Re: [PATCH v3 2/2] remoteproc: xlnx: add crash detection mechanism

Bjorn Andersson Wed, 25 Feb 2026 15:30:12 -0800

On Wed, Feb 25, 2026 at 11:22:05AM -0600, Shah, Tanmay wrote:
> 
> 
> On 2/23/2026 4:40 PM, Shah, Tanmay wrote:
> > 
> > 
> > On 2/23/2026 1:55 PM, Bjorn Andersson wrote:
> >> On Mon, Feb 23, 2026 at 10:50:06AM -0800, Tanmay Shah wrote:
> >>> Remote processor will report the crash reason via the resource table
> >>> and notify the host via mailbox notification.
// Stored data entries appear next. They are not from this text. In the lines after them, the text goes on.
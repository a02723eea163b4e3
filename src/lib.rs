//! A persistent piece-table and line-index document engine: a
//! red-black-tree-backed text buffer with undo/redo history and
//! nested transactions, designed for single-threaded, cooperative
//! editing of one document instance.
//!
//! The document model is built bottom-up: [`rbtree`] is the shared
//! order-statistics core used by both [`piece`] (byte-offset-keyed
//! pieces over an immutable original buffer and an append-only add
//! buffer) and [`line_index`] (line-number-keyed byte/char lengths
//! with a lazily-applied dirty-range log). [`history`] and
//! [`transaction`] sit above those two trees; [`reducer`] is the only
//! place that advances both trees together in response to an
//! [`action::Action`]; [`store`] owns the current snapshot and fans
//! out change notifications; [`query`] is the read-only surface
//! consumed by an external viewport.

mod action;
mod add_buffer;
mod error;
mod history;
mod line_index;
mod metadata;
mod piece;
mod query;
mod rbtree;
mod reducer;
mod scheduler;
mod selection;
mod snapshot;
mod store;
mod transaction;

pub use crate::action::{Action, RemoteChange, RemoteChangeKind};
pub use crate::error::{Error, Result};
pub use crate::history::{HistoryChange, HistoryEntry, HistoryState};
pub use crate::line_index::{DirtyRange, LineExtra, LineIndex, LineLookup, LineRange, LineValue, ReconciliationConfig};
pub use crate::metadata::{DocumentConfig, DocumentMetadata, LineEnding};
pub use crate::piece::{BufferKind, BufferStats, Piece, PiecePosition, PieceTable, ValueChunk};
pub use crate::query::{
    char_offsets_to_selection, get_line_content, get_visible_line, get_visible_lines, line_column_to_position,
    position_to_line_column, selection_to_char_offsets, LineColumn, VisibleLine, VisibleLines,
};
pub use crate::reducer::{dispatch, Strategy};
pub use crate::scheduler::{Immediate, Scheduler};
pub use crate::selection::{Selection, SelectionRange};
pub use crate::snapshot::{DocumentSnapshot, Version};
pub use crate::store::Store;
pub use crate::transaction::{CommitResult, RollbackResult, TransactionManager};
//! Undo/redo history: change entries with inversion, time-bounded
//! coalescing of adjacent same-kind edits, and bounded undo/redo
//! stacks with redo clearing on new edits.

use crate::selection::Selection;

#[derive(Debug, Clone, PartialEq)]
pub enum HistoryChange {
    Insert { position: usize, text: String, byte_length: usize },
    Delete { position: usize, text: String, byte_length: usize },
    Replace { position: usize, text: String, byte_length: usize, old_text: String },
}

impl HistoryChange {
    /// `insert <-> delete` swap kinds; `replace` swaps `text` and
    /// `old_text` with `byte_length` recomputed from the new text.
    pub fn invert(&self) -> HistoryChange {
        match self {
            HistoryChange::Insert { position, text, byte_length } => HistoryChange::Delete {
                position: *position,
                text: text.clone(),
                byte_length: *byte_length,
            },
            HistoryChange::Delete { position, text, byte_length } => HistoryChange::Insert {
                position: *position,
                text: text.clone(),
                byte_length: *byte_length,
            },
            HistoryChange::Replace { position, text, old_text, .. } => HistoryChange::Replace {
                position: *position,
                text: old_text.clone(),
                byte_length: old_text.len(),
                old_text: text.clone(),
            },
        }
    }
}

#[derive(Debug, Clone)]
pub struct HistoryEntry {
    pub changes: Vec<HistoryChange>,
    pub selection_before: Selection,
    pub selection_after: Selection,
    pub timestamp: u64,
}

#[derive(Debug, Clone)]
pub struct HistoryState {
    pub undo_stack: Vec<HistoryEntry>,
    pub redo_stack: Vec<HistoryEntry>,
    pub limit: usize,
    pub coalesce_timeout_ms: u64,
}

impl HistoryState {
    pub fn new(limit: usize, coalesce_timeout_ms: u64) -> Self {
        HistoryState {
            undo_stack: Vec::new(),
            redo_stack: Vec::new(),
            limit,
            coalesce_timeout_ms,
        }
    }

    /// Push a new entry, first attempting to coalesce it into the top
    /// of the undo stack, and always clearing redo.
    pub fn push(&mut self, entry: HistoryEntry) {
        self.redo_stack.clear();
        if let Some(top) = self.undo_stack.last_mut() {
            if entry.timestamp.saturating_sub(top.timestamp) <= self.coalesce_timeout_ms {
                if let Some(merged) = try_coalesce(top, &entry) {
                    *top = merged;
                    return;
                }
            }
        }
        self.undo_stack.push(entry);
        if self.undo_stack.len() > self.limit {
            self.undo_stack.remove(0);
        }
    }

    pub fn undo(&mut self) -> Option<HistoryEntry> {
        let entry = self.undo_stack.pop()?;
        self.redo_stack.push(entry.clone());
        Some(entry)
    }

    pub fn redo(&mut self) -> Option<HistoryEntry> {
        let entry = self.redo_stack.pop()?;
        self.undo_stack.push(entry.clone());
        Some(entry)
    }

    pub fn clear(&mut self) {
        self.undo_stack.clear();
        self.redo_stack.clear();
    }
}

fn try_coalesce(top: &HistoryEntry, incoming: &HistoryEntry) -> Option<HistoryEntry> {
    if top.changes.len() != 1 || incoming.changes.len() != 1 {
        return None;
    }
    let merged_change = match (&top.changes[0], &incoming.changes[0]) {
        (
            HistoryChange::Insert { position: p1, text: t1, byte_length: b1 },
            HistoryChange::Insert { position: p2, text: t2, byte_length: b2 },
        ) if *p2 == p1 + b1 => Some(HistoryChange::Insert {
            position: *p1,
            text: format!("{}{}", t1, t2),
            byte_length: b1 + b2,
        }),
        (
            HistoryChange::Delete { position: p1, text: t1, byte_length: b1 },
            HistoryChange::Delete { position: p2, text: t2, byte_length: b2 },
        ) if p2 + b2 == *p1 => Some(HistoryChange::Delete {
            position: *p2,
            text: format!("{}{}", t2, t1),
            byte_length: b1 + b2,
        }),
        (
            HistoryChange::Delete { position: p1, text: t1, byte_length: b1 },
            HistoryChange::Delete { position: p2, text: t2, byte_length: b2 },
        ) if p2 == p1 => Some(HistoryChange::Delete {
            position: *p1,
            text: format!("{}{}", t1, t2),
            byte_length: b1 + b2,
        }),
        _ => None,
    }?;
    Some(HistoryEntry {
        changes: vec![merged_change],
        selection_before: top.selection_before.clone(),
        selection_after: incoming.selection_after.clone(),
        timestamp: incoming.timestamp,
    })
}

#[cfg(test)]
#[path = "history_test.rs"]
mod history_test;
use super::*;

#[test]
fn test_new_table_length() {
    let t = PieceTable::new("hello");
    assert_eq!(t.length(), 5);
    assert_eq!(t.get_text(0, 5), "hello");
}

#[test]
fn test_insert_into_empty() {
    let t = PieceTable::new("");
    let (t, n) = t.insert(0, "abc");
    assert_eq!(n, 3);
    assert_eq!(t.get_text(0, 3), "abc");
}

#[test]
fn test_insert_splits_piece() {
    let t = PieceTable::new("abcdef");
    let (t, _) = t.insert(3, "XYZ");
    assert_eq!(t.get_text(0, t.length()), "abcXYZdef");
    assert!(t.validate().is_ok());
}

#[test]
fn test_insert_at_piece_boundary_does_not_split() {
    let t = PieceTable::new("abc");
    let (t, _) = t.insert(3, "def");
    let (t, _) = t.insert(0, "Z");
    assert_eq!(t.get_text(0, t.length()), "Zabcdef");
    assert!(t.validate().is_ok());
}

#[test]
fn test_s1_inserts_and_splits() {
    let t = PieceTable::new("");
    let (t, _) = t.insert(0, "Hello");
    let (t, _) = t.insert(5, " World");
    let (t, _) = t.insert(0, "Say ");
    let (t, _) = t.insert(9, ",");
    assert_eq!(t.get_text(0, t.length()), "Say Hello, World");
    assert_eq!(t.length(), 16);
    assert!(t.validate().is_ok());
}

#[test]
fn test_s3_multi_piece_delete() {
    let mut t = PieceTable::new("");
    for (i, ch) in "ABCDEFGH".chars().enumerate() {
        let (nt, _) = t.insert(i, &ch.to_string());
        t = nt;
    }
    assert_eq!(t.get_text(0, t.length()), "ABCDEFGH");
    let (t, removed) = t.delete(3, 5);
    assert_eq!(t.get_text(0, t.length()), "ABCFGH");
    assert_eq!(removed, b"DE");
    assert!(t.validate().is_ok());
}

#[test]
fn test_delete_clamped_noop_on_empty_range() {
    let t = PieceTable::new("abc");
    let (t2, removed) = t.delete(5, 2);
    assert_eq!(t2.get_text(0, t2.length()), "abc");
    assert!(removed.is_empty());
}

#[test]
fn test_buffer_stats_o1() {
    let t = PieceTable::new("");
    let (t, _) = t.insert(0, "hello");
    let stats = t.buffer_stats();
    assert_eq!(stats.add_buffer_used, 5);
    assert_eq!(stats.add_buffer_size, 5);
    assert_eq!(stats.add_buffer_waste, 0);
}

#[test]
fn test_compact_add_buffer_drops_waste() {
    let t = PieceTable::new("");
    let (t, _) = t.insert(0, "abcdef");
    let (t, _) = t.delete(0, 3);
    let stats_before = t.buffer_stats();
    assert!(stats_before.waste_ratio > 0.0);
    let compacted = t.compact_add_buffer(0.0);
    assert_eq!(compacted.get_text(0, compacted.length()), "def");
    let stats_after = compacted.buffer_stats();
    assert_eq!(stats_after.add_buffer_waste, 0);
}

#[test]
fn test_char_byte_offset_roundtrip() {
    let s = "a\u{00e9}b"; // 'a', 'é' (2 bytes), 'b'
    for k in 0..=s.chars().count() {
        let byte = PieceTable::char_to_byte_offset(s, k);
        let back = PieceTable::byte_to_char_offset(s, byte);
        assert_eq!(back, k.min(s.encode_utf16().count()));
    }
}

#[test]
fn test_get_value_stream_concatenates_to_get_text() {
    let t = PieceTable::new("");
    let (t, _) = t.insert(0, "the quick brown fox jumps");
    for chunk_size in [1usize, 3, 7, 100] {
        let chunks = t.get_value_stream(chunk_size, 0, t.length());
        let joined: String = chunks.iter().map(|c| c.content.clone()).collect();
        assert_eq!(joined, t.get_text(0, t.length()));
        if let Some(last) = chunks.last() {
            assert!(last.is_last);
        }
    }
}

#[test]
fn test_find_piece_at_position_out_of_bounds() {
    let t = PieceTable::new("abc");
    assert!(t.find_piece_at_position(3).is_none());
    assert!(t.find_piece_at_position(0).is_some());
}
The host checks this
> >>> crash reason on every mailbox notification from the remote and report
> >>> to the rproc core framework. Then the rproc core framework will start
> >>> the recovery process.
> >>>
> >>> Signed-off-by: Tanmay Shah <[email protected]>
> >>> ---
> >>>
> >>> Changes in v3:
> >>>   - %s/kick/mailbox notification/
> >>>   - %s/core framework/rproc core framework/
> >>>   - fold simple function within zynqmp_r5_handle_rsc().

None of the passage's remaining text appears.